I have a tenant moving out very soon. 
What should i do about the ESB and Phone bills? 
Any other tips before i hand over his deposit. 
He was an excellent tenant BTW never any problem
All advice appreciated

Cheers


----------



## DeeFox (8 Jan 2008)

Arrange to meet him to get back the keys - check that the keys are all the right ones.  Walk through the property slowly noting is it clean, does it seem to be in good condition- open the oven and run your hand along the bottom, check the freezer compartment, look under bed, etc.  Did you take an inventory of items from the property that you can check off?  I have heard stories about tenants taking lamps, etc! If you come across something that you think needs attention point it out - if the apartment could do with a clean say that you are going to arrange a cleaner to come in and that this will be deducted from his deposit. Act as businesslike as possible.  Take the meter readings on the day the tenant leaves and give them to the tenant letting him know that it is his responsibility to close the account in his name.  Check with ESB a few days later that this has been done.  Not sure about phone bills but imagine it's a similar process.  Ask him for a forwarding address - may be useful if anything comes up.


----------



## kermit101 (10 Jan 2008)

Great, 

Thanks a lot, didn't think of a few of those.

Kermit


----------



## ntab2 (10 Jan 2008)

Seriously, this is over the top! And I've never undergone such a process while moving out - running your hand on the bottom of the oven? Good lord. Do you expect to find diamonds there? 

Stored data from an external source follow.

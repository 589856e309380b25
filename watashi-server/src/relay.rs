//! Single-shot passthrough from the provider channel to the HTTP body.

use crate::error::RelayError;
use crate::llm::{ModelProvider, ModelRequest};
use futures_util::{stream, Stream};
use std::convert::Infallible;
use std::time::Duration;
use tokio::sync::mpsc;
use tokio::time::{timeout_at, Instant};
use tracing::{debug, warn};
use watashi_shared::StreamChunk;

/// Wall-clock budget for one request, started when the request arrives.
#[derive(Debug, Clone, Copy)]
pub struct Deadline {
    at: Instant,
    budget: Duration,
}

impl Deadline {
    pub fn start(budget: Duration) -> Self {
        Self {
            at: Instant::now() + budget,
            budget,
        }
    }

    pub fn budget(&self) -> Duration {
        self.budget
    }

    fn expired_message(&self) -> String {
        format!("Response exceeded the {}s time limit", self.budget.as_secs())
    }
}

/// Open the provider stream. Fails with `RelayError::Timeout` if the provider
/// has not started streaming by the deadline.
pub async fn open(
    provider: &dyn ModelProvider,
    request: ModelRequest,
    deadline: Deadline,
) -> Result<mpsc::UnboundedReceiver<StreamChunk>, RelayError> {
    match timeout_at(deadline.at, provider.stream_chat(request)).await {
        Ok(result) => Ok(result?),
        Err(_) => Err(RelayError::Timeout(deadline.budget())),
    }
}

/// Encode chunks onto the response body in arrival order. When the deadline
/// passes mid-stream an error frame is written and the stream ends, which
/// drops the receiver and stops the provider task.
pub fn forward(
    rx: mpsc::UnboundedReceiver<StreamChunk>,
    deadline: Deadline,
) -> impl Stream<Item = Result<String, Infallible>> + Send + 'static {
    stream::unfold(Some(rx), move |state| async move {
        let mut rx = state?;
        match timeout_at(deadline.at, rx.recv()).await {
            Ok(Some(chunk)) => Some((Ok(chunk.encode()), Some(rx))),
            Ok(None) => {
                debug!("provider stream closed");
                None
            }
            Err(_) => {
                warn!("deadline of {:?} reached mid-stream", deadline.budget());
                let frame = StreamChunk::Error(deadline.expired_message()).encode();
                Some((Ok(frame), None))
            }
        }
    })
}
//! The real `LlmService` against a local stand-in for the provider endpoint.

use axum::{
    body::{to_bytes, Body},
    http::{header, Request, StatusCode},
    Router,
};
use serde_json::Value;
use std::net::SocketAddr;
use std::sync::Arc;
use std::time::Duration;
use tokio::io::{AsyncReadExt, AsyncWriteExt};
use tokio::net::{TcpListener, TcpStream};
use tower::ServiceExt;
use watashi_server::{
    llm::LlmService,
    prompt::{PromptPolicy, TriggerKeywords, PROFILE_DOCUMENT},
    router, AppState,
};
use watashi_shared::{FrameDecoder, StreamChunk};

enum Upstream {
    /// Accept the connection and never answer.
    Silent,
    /// Answer every request with this raw HTTP response.
    Reply(String),
}

async fn read_request(socket: &mut TcpStream) {
    let mut buf = Vec::new();
    let mut chunk = [0u8; 4096];
    loop {
        let n = match socket.read(&mut chunk).await {
            Ok(0) | Err(_) => return,
            Ok(n) => n,
        };
        buf.extend_from_slice(&chunk[..n]);
        let Some(end) = buf.windows(4).position(|w| w == b"\r\n\r\n") else {
            continue;
        };
        let head = String::from_utf8_lossy(&buf[..end]).to_ascii_lowercase();
        let length = head
            .lines()
            .find_map(|line| line.strip_prefix("content-length:"))
            .and_then(|v| v.trim().parse::<usize>().ok())
            .unwrap_or(0);
        if buf.len() >= end + 4 + length {
            return;
        }
    }
}

async fn spawn_upstream(behaviour: Upstream) -> SocketAddr {
    let listener = TcpListener::bind("127.0.0.1:0").await.unwrap();
    let addr = listener.local_addr().unwrap();
    let behaviour = Arc::new(behaviour);
    tokio::spawn(async move {
        while let Ok((mut socket, _)) = listener.accept().await {
            let behaviour = behaviour.clone();
            tokio::spawn(async move {
                read_request(&mut socket).await;
                match behaviour.as_ref() {
                    Upstream::Silent => {
                        tokio::time::sleep(Duration::from_secs(3600)).await;
                    }
                    Upstream::Reply(response) => {
                        let _ = socket.write_all(response.as_bytes()).await;
                        let _ = socket.shutdown().await;
                    }
                }
            });
        }
    });
    addr
}

fn app(upstream: SocketAddr, timeout: Duration) -> Router {
    let service = LlmService::new(
        "sk-test".to_string(),
        format!("http://{upstream}/v1"),
        "claude-3-haiku-20240307".to_string(),
        256,
    );
    router(AppState {
        provider: Arc::new(service),
        policy: Arc::new(PromptPolicy::classifier(TriggerKeywords::default(), PROFILE_DOCUMENT)),
        request_timeout: timeout,
    })
}

async fn post_hello(app: Router) -> (StatusCode, Vec<u8>) {
    let request = Request::builder()
        .method("POST")
        .uri("/api/chat")
        .header(header::CONTENT_TYPE, "application/json")
        .body(Body::from(r#"{"messages":[{"role":"user","content":"hello"}]}"#))
        .unwrap();
    let response = app.oneshot(request).await.unwrap();
    let status = response.status();
    let bytes = to_bytes(response.into_body(), usize::MAX).await.unwrap();
    (status, bytes.to_vec())
}

#[tokio::test]
async fn silent_provider_is_a_500_timeout() {
    let upstream = spawn_upstream(Upstream::Silent).await;
    let (status, body) = post_hello(app(upstream, Duration::from_millis(300))).await;

    assert_eq!(status, StatusCode::INTERNAL_SERVER_ERROR);
    let json: Value = serde_json::from_slice(&body).unwrap();
    assert_eq!(json["error"], "Internal server error");
    assert!(json["message"].as_str().unwrap().contains("did not respond"));
}

#[tokio::test]
async fn provider_auth_failure_is_a_500() {
    let error = r#"{"error":{"message":"invalid x-api-key","type":"authentication_error","param":null,"code":null}}"#;
    let response = format!(
        "HTTP/1.1 401 Unauthorized\r\nContent-Type: application/json\r\nContent-Length: {}\r\nConnection: close\r\n\r\n{}",
        error.len(),
        error
    );
    let upstream = spawn_upstream(Upstream::Reply(response)).await;
    let (status, body) = post_hello(app(upstream, Duration::from_secs(30))).await;

    assert_eq!(status, StatusCode::INTERNAL_SERVER_ERROR);
    let json: Value = serde_json::from_slice(&body).unwrap();
    assert_eq!(json["error"], "Internal server error");
    assert!(!json["message"].as_str().unwrap().is_empty());
}

#[tokio::test]
async fn successful_provider_stream_is_relayed_from_first_token() {
    let event = |content: &str, finish: &str| {
        format!(
            "data: {{\"id\":\"c1\",\"object\":\"chat.completion.chunk\",\"created\":1,\"model\":\"m\",\
\"choices\":[{{\"index\":0,\"delta\":{{\"role\":\"assistant\",\"content\":\"{content}\"}},\"finish_reason\":{finish}}}]}}\n\n"
        )
    };
    let mut response = String::from(
        "HTTP/1.1 200 OK\r\nContent-Type: text/event-stream\r\nConnection: close\r\n\r\n",
    );
    response.push_str(&event("Hel", "null"));
    response.push_str(&event("lo", "\"stop\""));
    response.push_str("data: [DONE]\n\n");

    let upstream = spawn_upstream(Upstream::Reply(response)).await;
    let (status, body) = post_hello(app(upstream, Duration::from_secs(30))).await;

    assert_eq!(status, StatusCode::OK);
    let mut decoder = FrameDecoder::new();
    let chunks: Vec<StreamChunk> = decoder.push(&body).into_iter().map(|c| c.unwrap()).collect();
    let text: String = chunks
        .iter()
        .filter_map(|c| match c {
            StreamChunk::Text(delta) => Some(delta.as_str()),
            _ => None,
        })
        .collect();
    assert_eq!(text, "Hello");
    assert!(matches!(chunks.last(), Some(StreamChunk::Finish(_))));
}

Of course the place will be in need of a clean up - charging your tenant for a bit of a basic spruce up is really petty, if he's been a good tenant and leaves the place in good shape overall.


----------



## Conshine (10 Jan 2008)

ntab2 said:


> Seriously, this is over the top! And I've never undergone such a process while moving out - running your hand on the bottom of the oven? Good lord. Do you expect to find diamonds there?
> 
> Of course the place will be in need of a clean up - charging your tenant for a bit of a basic spruce up is really petty, if he's been a good tenant and leaves the place in good shape overall.


 

You have never been a landlord then...!

Kermit, dont forget to move furniture like sofa's - they may be covering cigarette burns, stains etc.


----------



## ntab2 (11 Jan 2008)

No, in fact, I've always been a very good tenant, and I leave the place neat and clean - usually cleaner than when I moved in. 

It's not normal landlord behaviour to run your hand over the oven floor, nor to move the sofa in search of a spot. It sounds like a desperate move to make a profit out of normal wear and tear. It's kind of pathetic, and I've never been treated in this way, nor would I expect to be.

This is not a problem tenant - the OP used the word "excellent" and noted there was never any problem. It's extremely petty to take such an adversarial approach on his way out the door.


----------